5 Tips Membuat Sambal Lebih Tahan Lama dan Bisa untuk Persediaan

Bagi banyak orang terutama orang Indonesia, sambal menjadi salah satu hal yang wajib untuk dijadikan pelengkap lauk makan. Kehadiran sambal mampu meningkatkan kenikmatan pada suatu makanan.
Jenis-jenis sambal pun sangat beragam dan bisa disesuaikan dengan varian favorit masing-masing orang. Apalagi jika sambal dibuat sendiri di rumah. Pastinya akan lebih lezat karena menggunakan bahan-bahan pilihan, bisa disesuaikan tingkat kepedasannya, serta bisa makan dalam jumlah yang banyak.
Walaupun terlihat mudah, namun membuat sambal juga memerlukan waktu dan juga tenaga.
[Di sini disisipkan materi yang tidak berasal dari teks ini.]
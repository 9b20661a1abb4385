//! Agent personas: who the agent is speaking as, and which tools it may use.
//!
//! The registry is immutable once built. Every persona carries its own
//! allowlist of canonical action kinds; an unknown persona key means no
//! restriction at all (see [`crate::RoleAccessFilter`]).

use serde::Serialize;
use std::collections::BTreeSet;
use strata_core::ActionKind;

/// A named agent profile and its tool allowlist.
#[derive(Debug, Clone, Serialize)]
#[serde(rename_all = "camelCase")]
pub struct AgentProfile {
    pub key: String,
    pub display_name: String,
    pub role: String,
    pub voice_hint: String,
    pub humor_style: String,
    pub allowed_tools: BTreeSet<ActionKind>,
}

impl AgentProfile {
    pub fn allows(&self, kind: ActionKind) -> bool {
        self.allowed_tools.contains(&kind)
    }

    /// Prompt fragment describing the active persona.
    pub fn prompt_block(&self) -> String {
        let mut lines = vec![
            "Active agent:".to_string(),
            format!("- name: {}", self.display_name),
            format!("- role: {}", self.role),
            format!("- voice: {}", self.voice_hint),
            format!("- humor: {}", self.humor_style),
        ];
        if !self.allowed_tools.is_empty() {
            let tools: Vec<&str> = self.allowed_tools.iter().map(|k| k.as_str()).collect();
            lines.push(format!("- allowed_tools: {}", tools.join(", ")));
        }
        lines.push(
            "Instruction: respond as this agent (human-like, natural). Stay strictly within this role."
                .to_string(),
        );
        lines.join("\n")
    }
}

/// Lookup table of all known personas, keyed by their short key.
#[derive(Debug, Clone)]
pub struct PersonaRegistry {
    profiles: Vec<AgentProfile>,
}

impl PersonaRegistry {
    pub fn new(profiles: Vec<AgentProfile>) -> Self {
        Self { profiles }
    }

    /// The six built-in personas.
    pub fn builtin() -> Self {
        use ActionKind::*;

        let profile = |key: &str,
                       name: &str,
                       role: &str,
                       voice: &str,
                       humor: &str,
                       tools: &[ActionKind]| AgentProfile {
            key: key.into(),
            display_name: name.into(),
            role: role.into(),
            voice_hint: voice.into(),
            humor_style: humor.into(),
            allowed_tools: tools.iter().copied().collect(),
        };

        Self::new(vec![
            profile(
                "architect",
                "Ari",
                "Architect",
                "calm, confident",
                "dry, subtle",
                &[
                    ReadFile,
                    ListFiles,
                    OpenFile,
                    FetchUrl,
                    ManageMemory,
                    GetSystemStatus,
                    GenerateImage,
                ],
            ),
            profile(
                "researcher",
                "Nova",
                "Researcher",
                "curious, warm",
                "playful, nerdy",
                &[
                    ReadFile,
                    ListFiles,
                    OpenFile,
                    FetchUrl,
                    ManageMemory,
                    CreateOrOverwriteFile,
                    AppendToFile,
                    GenerateImage,
                ],
            ),
            profile(
                "coder",
                "Byte",
                "Coder",
                "fast, upbeat",
                "witty, punchy",
                &[
                    ReadFile,
                    ListFiles,
                    OpenFile,
                    CreateDirectory,
                    CreateOrOverwriteFile,
                    AppendToFile,
                    RunTerminalCommand,
                    GenerateImage,
                ],
            ),
            profile(
                "debugger",
                "Patch",
                "Debugger",
                "focused, direct",
                "deadpan",
                &[
                    ReadFile,
                    ListFiles,
                    OpenFile,
                    CreateOrOverwriteFile,
                    AppendToFile,
                    RunTerminalCommand,
                    KillPort,
                    KillBackgroundProcesses,
                    GetSystemStatus,
                    GenerateImage,
                ],
            ),
            profile(
                "data",
                "Quill",
                "Data Collector",
                "measured, precise",
                "light",
                &[
                    ReadFile,
                    ListFiles,
                    OpenFile,
                    FetchUrl,
                    CreateOrOverwriteFile,
                    AppendToFile,
                    ManageMemory,
                    GenerateImage,
                ],
            ),
            profile(
                "devops",
                "Pulse",
                "DevOps",
                "steady, pragmatic",
                "practical",
                &[
                    ReadFile,
                    ListFiles,
                    OpenFile,
                    CreateOrOverwriteFile,
                    AppendToFile,
                    RunTerminalCommand,
                    KillPort,
                    KillBackgroundProcesses,
                    GetSystemStatus,
                    CreateBackup,
                    GenerateImage,
                ],
            ),
        ])
    }

    pub fn get(&self, key: &str) -> Option<&AgentProfile> {
        self.profiles.iter().find(|p| p.key == key)
    }

    pub fn iter(&self) -> impl Iterator<Item = &AgentProfile> {
        self.profiles.iter()
    }

    pub fn keys(&self) -> Vec<&str> {
        self.profiles.iter().map(|p| p.key.as_str()).collect()
    }
}

impl Default for PersonaRegistry {
    fn default() -> Self {
        Self::builtin()
    }
}
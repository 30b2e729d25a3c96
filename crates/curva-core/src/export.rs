//! Product selection and the rows handed to the spreadsheet writer.

use crate::error::CurvaError;
use crate::model::ProductRecord;
use serde::{Deserialize, Serialize};

/// One output row. Field names match the sheet's column headers.
#[derive(Debug, Clone, PartialEq, Serialize, Deserialize)]
pub struct SheetRow {
    #[serde(rename = "nome do produto")]
    pub name: String,
    #[serde(rename = "setor")]
    pub sector: String,
    #[serde(rename = "mês")]
    pub month: String,
    #[serde(rename = "semana")]
    pub week: String,
    #[serde(rename = "quantidade")]
    pub quantity: f64,
    #[serde(rename = "valor")]
    pub value: f64,
}

/// Names of the first `n` products, i.e. the top `n` by value.
pub fn default_selection(products: &[ProductRecord], n: usize) -> Vec<String> {
    products.iter().take(n).map(|p| p.name.clone()).collect()
}

/// Keep the products whose names were selected, in ranking order.
pub fn select<'a>(
    products: &'a [ProductRecord],
    names: &[String],
) -> Result<Vec<&'a ProductRecord>, CurvaError> {
    if names.is_empty() {
        return Err(CurvaError::EmptySelection);
    }

    if let Some(missing) = names
        .iter()
        .find(|name| !products.iter().any(|p| &p.name == *name))
    {
        return Err(CurvaError::UnknownProduct(missing.clone()));
    }

    Ok(products
        .iter()
        .filter(|p| names.contains(&p.name))
        .collect())
}

/// Build sheet rows for the selected products.
///
/// Quantities are rounded to 3 decimals and values to 2; rows are ordered by
/// value, highest first.
pub fn build_rows(
    selected: &[&ProductRecord],
    sector: &str,
    month: &str,
    week: &str,
) -> Vec<SheetRow> {
    let mut rows: Vec<SheetRow> = selected
        .iter()
        .map(|p| SheetRow {
            name: p.name.clone(),
            sector: sector.to_string(),
            month: month.to_string(),
            week: week.to_string(),
            quantity: round_to(p.quantity, 3),
            value: round_to(p.value, 2),
        })
        .collect();

    rows.sort_by(|a, b| b.value.total_cmp(&a.value));
    rows
}

/// File stem for an export of the given month: "08/2025" -> "produtos_08-2025".
pub fn output_stem(month: &str) -> String {
    format!("produtos_{}", month.replace('/', "-"))
}

fn round_to(x: f64, decimals: i32) -> f64 {
    let factor = 10f64.powi(decimals);
    (x * factor).round() / factor
}
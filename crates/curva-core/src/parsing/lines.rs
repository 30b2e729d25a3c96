use crate::model::Candidate;
use regex::Regex;
use std::borrow::Cow;
use std::sync::LazyLock;

/// Substrings marking report boilerplate (titles, column headers, totals,
/// footer). Any line containing one of them is never a product row.
pub const BOILERPLATE: &[&str] = &[
    "Curva ABC",
    "Período",
    "CST",
    "ECF",
    "Situação Tributária",
    "Classif.",
    "Codigo",
    "Barras",
    "Total do Departamento",
    "Total Geral",
    "www.grupotecnoweb.com.br",
];

/// Every line boundary a report can carry, including the lone `\r`, form
/// feed and Unicode separators some PDF text dumps use between rows.
static LINE_BREAK: LazyLock<Regex> = LazyLock::new(|| {
    Regex::new(r"\r\n|[\n\r\x0b\x0c\x1c-\x1e\x85\u{2028}\u{2029}]")
        .expect("valid line break regex")
});

static WHITESPACE_RUN: LazyLock<Regex> =
    LazyLock::new(|| Regex::new(r"\s{2,}").expect("valid whitespace regex"));

/// EAN barcode at the very end of a row.
static TRAILING_BARCODE: LazyLock<Regex> =
    LazyLock::new(|| Regex::new(r"\b\d{8,13}\b$").expect("valid barcode regex"));

/// Internal product code, left at the end once the barcode is gone.
static TRAILING_CODE: LazyLock<Regex> =
    LazyLock::new(|| Regex::new(r"\b\d{4,8}\b\s*$").expect("valid code regex"));

/// `<name> <unit price> <quantity> <value> [anything]`, with the name as
/// short as possible so the first numeric triplet wins.
static PRODUCT_ROW: LazyLock<Regex> = LazyLock::new(|| {
    Regex::new(
        r"^(?P<name>.+?)\s+(?P<price>[0-9.,]+)\s+(?P<qty>[0-9.,]+)\s+(?P<value>[0-9.,]+)(\s+.+)?$",
    )
    .expect("valid product row regex")
});

/// Split report text into lines and keep those shaped like product rows.
pub fn extract_candidates(text: &str) -> Vec<Candidate> {
    split_lines(text).filter_map(classify_line).collect()
}

/// Split text into physical lines on any line boundary.
pub fn split_lines(text: &str) -> impl Iterator<Item = &str> {
    LINE_BREAK.split(text)
}

/// Try to read a single physical line as a product row.
///
/// Returns None for blank lines, boilerplate and anything without a
/// name followed by three numeric columns.
pub fn classify_line(line: &str) -> Option<Candidate> {
    let collapsed = collapse_whitespace(line);
    let line = collapsed.trim();
    if line.is_empty() {
        return None;
    }

    if is_boilerplate(line) {
        tracing::trace!(line = %line, "skipping boilerplate line");
        return None;
    }

    let cleaned = strip_trailing_codes(line);
    let Some(caps) = PRODUCT_ROW.captures(&cleaned) else {
        tracing::trace!(line = %line, "line does not look like a product row");
        return None;
    };

    Some(Candidate {
        name: caps["name"].trim().to_string(),
        price: caps["price"].to_string(),
        quantity: caps["qty"].to_string(),
        value: caps["value"].to_string(),
    })
}

/// Collapse runs of two or more whitespace characters into one space.
pub fn collapse_whitespace(line: &str) -> Cow<'_, str> {
    WHITESPACE_RUN.replace_all(line, " ")
}

pub fn is_boilerplate(line: &str) -> bool {
    BOILERPLATE.iter().any(|marker| line.contains(marker))
}

/// Remove the trailing barcode, then the internal code that precedes it.
///
/// Either may be missing; a row with only an internal code loses just that.
fn strip_trailing_codes(line: &str) -> String {
    let without_barcode = TRAILING_BARCODE.replace(line, "");
    let without_code = TRAILING_CODE.replace(without_barcode.trim(), "");
    without_code.trim().to_string()
}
Oleh karena itu, lebih baik membuat sambal dalam porsi banyak sekaligus sehingga bisa dijadikan persediaan di kemudian hari.
Nah, berikut ini adalah beberapa rahasia membuat sambal agar lebih tahan lama dan bisa untuk persediaan. Yuk intip rahasianya!
1. Pilih bahan yang segar dan bersih

Sebelum membuat sambal, pastikan kamu memilih bahan-bahan yang masih segar dan kualitasnya bagus agar hasilnya juga lebih maksimal. Jika kamu pencinta pedas, kamu bisa menggunakan cabai rawit. Namun jika kamu tidak terlalu suka pedas, maka kamu bisa mencampur cabai rawit dengan cabai merah besar maupun cabai keriting yang mempunyai rasa tidak terlalu pedas.
Jangan lupa juga untuk mencuci semua bahan-bahan yang akan digunakan dalam membuat sambal misalnya cabai dan bawang-bawangan hingga bersih agar terhindar dari kotoran maupun sisa pestisida.
2. Tumis bahan terlebih dahulu

Setelah bahan-bahan telah bersih, tumis terlebih dahulu cabai dan bawang-bawangan agar aromanya lebih keluar dan juga mengurangi kadar airnya.
Nah, untuk mengurangi percikan saat menumis, kamu bisa melubangi cabai menggunakan pisau terlebih dahulu agar saat ditumis cabai tidak meletup-letup.
3. Haluskan dengan tekstur yang sesuai selera
Setelah dirasa bahan-bahan yang ditumis telah mengeluarkan aroma dan hampir matang, haluskan dengan menggunakan cobek maupun chopper dengan tekstur yang disesuaikan dengan selera.
Selain dapat lebih mengeluarkan aroma, menumis bahan sebelum dihaluskan juga dapat mempermudah proses penghalusan sehingga lebih cepat dan tidak membutuhkan banyak tenaga.
4. Masak sambal hingga matang

Setelah halus, masak sambalnya hingga matang dengan menggunakan api kecil. Sambal yang sudah matang warnannya akan berubah menjadi lebih gelap dan mengeluarkan minyak. Agar sambal lebih wangi, kamu juga bisa menggunakan daun jeruk dan juga terasi saat memasak sambal.
Jika ingin membuat sambal untuk persediaan, usahakan untuk menghindari pemakaian tomat karena kandungan air yang dimiliki tomat lumayan banyak sehingga membuat sambal jadi kurang awet jika disimpan dalam waktu lama.
5. Pakai minyak yang lumayan banyak

Dalam memasak sambal, usahakan untuk memakai minyak yang lumayan banyak karena minyak merupakan salah satu bahan pengawet alami sehingga nantinya sambal bisa tahan lama. Kemudian setelah matang, dinginkan dulu sambal dan pastikan tidak ada lagi uap panas sebelum dimasukkan ke dalam toples yang bersih dan steril.
Nah, itulah beberapa rahasia untuk membuat sambal agar bisa tahan lama sehingga bisa untuk persediaan. Gimana, mudah dilakukan bukan? Jangan lupa untuk menerapkan beberapa hal tadi saat membuat sambal ya agar sambalmu bisa lebih nikmat dan tahan lama!